Sweary

 

Sweary


I sent some of my fucktion to great friend wise accomplice artistic soul Kevin today, and was most pleased when he mentioned that I write well from a man’s point of view.


“I was born a man,” I joked, because I’m a witty motherfucker. And naturally he ignored it like the wan slice of dead humour it was.


But, y’know, I wasn’t far off, if I’m to be honest. I was a fella there, for a while.


Interest piqued? It shouldn’t be. I wasn’t ever a proper bloke, with the reproductive bits and facial hair and compete lack of empathy for anything without perky tits. I was a mock-bloke. A fraud-fella. A pseudo-dude-o. And through no fault of my own.


I had long, blonde hair as a child, down to me arse it was. It was absolutely adorable. I used to get tangled in branches regularly; I looked like fucking Aslan (no, not the band, for Jaysus sake). And one day, my family got fed up of me looking like something from a Calvita ad, or maybe they got fed up of me attracting the odd homeless albatross, or maybe they didn’t want me looking anywhere near beguiling going into my teens. For whatever twisted reason, I was marched to the hairdresser, and they lopped all my hair off.


Oh yes. I looked like Harry fucking Potter from the age of eleven up to sixteen, when I became strong enough to wrestle my scissor sisters off when they came a’cackling with the shears.


Harry fucking Potter. I’m not joking. I was the ugliest twelve-year-old girl in existence, and no amount of xworx jeans, East17 tickets, or dexterous Scatman John impersonations could save me from social disaster and romatic doom. I looked like a boy. I looked like a geeky boy, with glasses and pink socks and a mumbling SoCoGaw accent. I was about as sexy as a Vauxhall Cavalier. I hung out with my male cousins, and so obviously I looked male and all – their version of Millhouse, not strong enough to join in their scrapes, not feminine enough not to be clattered alongside them when it all went horribly wrong. I became George from the Famous Five, except Timmyless, because I wasn’t even allowed a dog for comforting companionship. I was the family dog. Not even Aslan could have saved me (no, not the band, for Jaysus sake).


My mother thinks I’m insane. Whenever I bring up my tortured adolescence (for superficiality seeps well below skin-level when you’re a teenager), she tuts and tells me that I looked “lovely” during my shaved ape years.


“It really suited you,” she says.


“What? Looking like I belonged in a Magdalene Laundry?”


*long, Mammy sigh* “You have the right shaped face for short hair. Look at your sisters! They have short hair!”


“They were all married before they went for the chop, though. They had nothing to lose. They didn’t have to worry about butch wimmin chatting them up outside Supermacs! THEY’RE IN THEIR FORTIES, MAMMY!”

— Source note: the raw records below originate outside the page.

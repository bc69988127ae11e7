//! Overlapping navigations: only the latest one may mount.

use std::sync::Arc;
use std::time::Duration;

use spa_router::controller::ControllerRegistry;
use spa_router::history::{History, MemoryHistory};
use spa_router::view::MemoryContainer;
use spa_router::{App, AppError, ControllerError, HistoryType, Loaded, NavigationEvent, NavigationOutcome};

mod common;

use common::Journal;

/// `/slow` loads in 100ms, `/fast` in 10ms.
fn racing_app(journal: &Journal) -> App {
    let registry = ControllerRegistry::new()
        .register("slow", common::page("Slow", "slow", journal))
        .register("fast", common::page("Fast", "fast", journal));

    App::builder()
        .container_handle(Arc::new(MemoryContainer::new("#root")))
        .route("/slow", "slow")
        .route("/fast", "fast")
        .loader(move |id: &str| {
            let found = registry.get(id).cloned();
            let delay = if id == "slow" { 100 } else { 10 };
            Loaded::pending(async move {
                tokio::time::sleep(Duration::from_millis(delay)).await;
                found.ok_or_else(|| ControllerError::new("missing"))
            })
        })
        .build()
        .unwrap()
}

#[tokio::test]
async fn test_late_async_load_never_mounts() {
    let journal = Journal::default();
    let app = racing_app(&journal);
    let mut events = app.subscribe();
    app.start(false).await.unwrap();

    let (slow, fast) = tokio::join!(app.navigate("/slow"), async {
        tokio::time::sleep(Duration::from_millis(5)).await;
        app.navigate("/fast").await
    });

    assert!(matches!(slow, Ok(NavigationOutcome::Superseded(l)) if l.pathname == "/slow"));
    assert!(matches!(fast, Ok(NavigationOutcome::Mounted(l)) if l.pathname == "/fast"));
    assert_eq!(app.container().html(), "fast");
    assert_eq!(journal.count("init:Slow"), 0);

    let event = common::next_event(&mut events).await;
    assert!(matches!(&event, NavigationEvent::Mounted { route, .. } if route == "/fast"));
    assert!(events.try_recv().is_err());
}

#[tokio::test]
async fn test_slow_init_superseded() {
    let journal = Journal::default();
    let app = common::scenario_app(HistoryType::Browser, common::LoaderMode::None, &journal);
    app.start(false).await.unwrap();

    let (list, detail) = tokio::join!(app.navigate("/list"), async {
        tokio::time::sleep(Duration::from_millis(10)).await;
        app.navigate("/detail").await
    });

    assert!(matches!(list, Ok(NavigationOutcome::Superseded(_))));
    assert!(detail.unwrap().is_mounted());
    assert_eq!(app.container().html(), "detail");

    // List finished init but was never mounted, so it is not destroyed either.
    assert_eq!(journal.count("init:List"), 1);
    assert_eq!(journal.count("render:List"), 0);
    assert_eq!(journal.count("destroy:List"), 0);
}

#[tokio::test]
async fn test_synchronous_burst_mounts_each_in_order() {
    let journal = Journal::default();
    let history = Arc::new(MemoryHistory::new(HistoryType::Browser));
    let app = common::app_with_history(history.clone(), &journal);
    let mut events = app.subscribe();
    app.start(false).await.unwrap();

    history.push("/detail").unwrap();
    history.push("/nope").unwrap();
    history.push("/").unwrap();

    // Nothing suspends, so no navigation can be overtaken.
    for expected in ["/detail", "/nope", "/"] {
        let event = common::next_event(&mut events).await;
        assert!(event.is_mounted());
        assert_eq!(event.location().pathname, expected);
    }
    assert_eq!(app.container().html(), "home");
    assert_eq!(journal.count("destroy:Detail"), 1);
    assert_eq!(journal.count("destroy:NotFound"), 1);
    assert_eq!(journal.count("destroy:Home"), 0);
}

#[tokio::test]
async fn test_same_path_pushed_twice_mounts_twice() {
    let journal = Journal::default();
    let history = Arc::new(MemoryHistory::new(HistoryType::Browser));
    let app = common::app_with_history(history.clone(), &journal);
    let mut events = app.subscribe();
    app.start(false).await.unwrap();

    history.push("/detail").unwrap();
    history.push("/detail").unwrap();

    let first = common::next_event(&mut events).await;
    let second = common::next_event(&mut events).await;
    assert!(first.is_mounted() && second.is_mounted());
    assert!(first.token() < second.token());
    assert_eq!(journal.count("init:Detail"), 2);
    assert_eq!(journal.count("render:Detail"), 2);
    assert_eq!(journal.count("destroy:Detail"), 1);
}

#[tokio::test]
async fn test_async_burst_only_last_mounts() {
    let journal = Journal::default();
    let app = racing_app(&journal);
    let mut events = app.subscribe();
    app.start(false).await.unwrap();

    app.history().push("/slow").unwrap();
    app.history().push("/fast").unwrap();
    app.history().push("/slow").unwrap();

    let event = common::next_event(&mut events).await;
    assert_eq!(event.location().pathname, "/slow");
    assert_eq!(app.container().html(), "slow");

    tokio::time::sleep(Duration::from_millis(150)).await;
    assert!(events.try_recv().is_err());
    assert_eq!(journal.count("render:Fast"), 0);
    assert_eq!(journal.count("render:Slow"), 1);
}

#[tokio::test]
async fn test_stop_abandons_pending_load() {
    let journal = Journal::default();
    let app = racing_app(&journal);
    app.start(false).await.unwrap();

    let (slow, ()) = tokio::join!(app.navigate("/slow"), async {
        tokio::time::sleep(Duration::from_millis(5)).await;
        app.stop();
    });

    assert!(matches!(slow, Err(AppError::Stopped)));
    tokio::time::sleep(Duration::from_millis(120)).await;
    assert_eq!(journal.count("init:Slow"), 0);
    assert_eq!(app.container().html(), "");
}

#[tokio::test]
async fn test_failure_of_superseded_navigation_is_silent() {
    let journal = Journal::default();
    let home = common::home(&journal);
    let app = App::builder()
        .container_handle(Arc::new(MemoryContainer::new("#root")))
        .route("/", "home")
        .route("/broken", "broken")
        .loader(move |id: &str| {
            let found = (id == "home").then(|| home.clone());
            Loaded::pending(async move {
                tokio::time::sleep(Duration::from_millis(if found.is_some() { 5 } else { 50 })).await;
                found.ok_or_else(|| ControllerError::new("chunk missing"))
            })
        })
        .build()
        .unwrap();
    let mut events = app.subscribe();
    app.start(false).await.unwrap();

    let (broken, home) = tokio::join!(app.navigate("/broken"), async {
        tokio::time::sleep(Duration::from_millis(5)).await;
        app.navigate("/").await
    });

    assert!(matches!(broken, Ok(NavigationOutcome::Superseded(_))));
    assert!(home.unwrap().is_mounted());

    let event = common::next_event(&mut events).await;
    assert!(event.is_mounted());
    tokio::time::sleep(Duration::from_millis(60)).await;
    assert!(events.try_recv().is_err());
}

It wasn’t just me, either. The matriarchal tide of uglification swallowed up my cousins, leaving them dazed and confused and awfully cold around the ears. Balls was the only one of us who escaped the shearing, and only because her mother took her a hundred miles away. To this day, I’ve received no compensation for my victimisation, no official apology. And it bothers me. Nearly as much as the fact my mother has my Potterish school portrait in the sitting room, pride of place and as blatant as genocide.


I’m still very, very bitter about it, as anyone with a fashion disaster foisted upon them should be.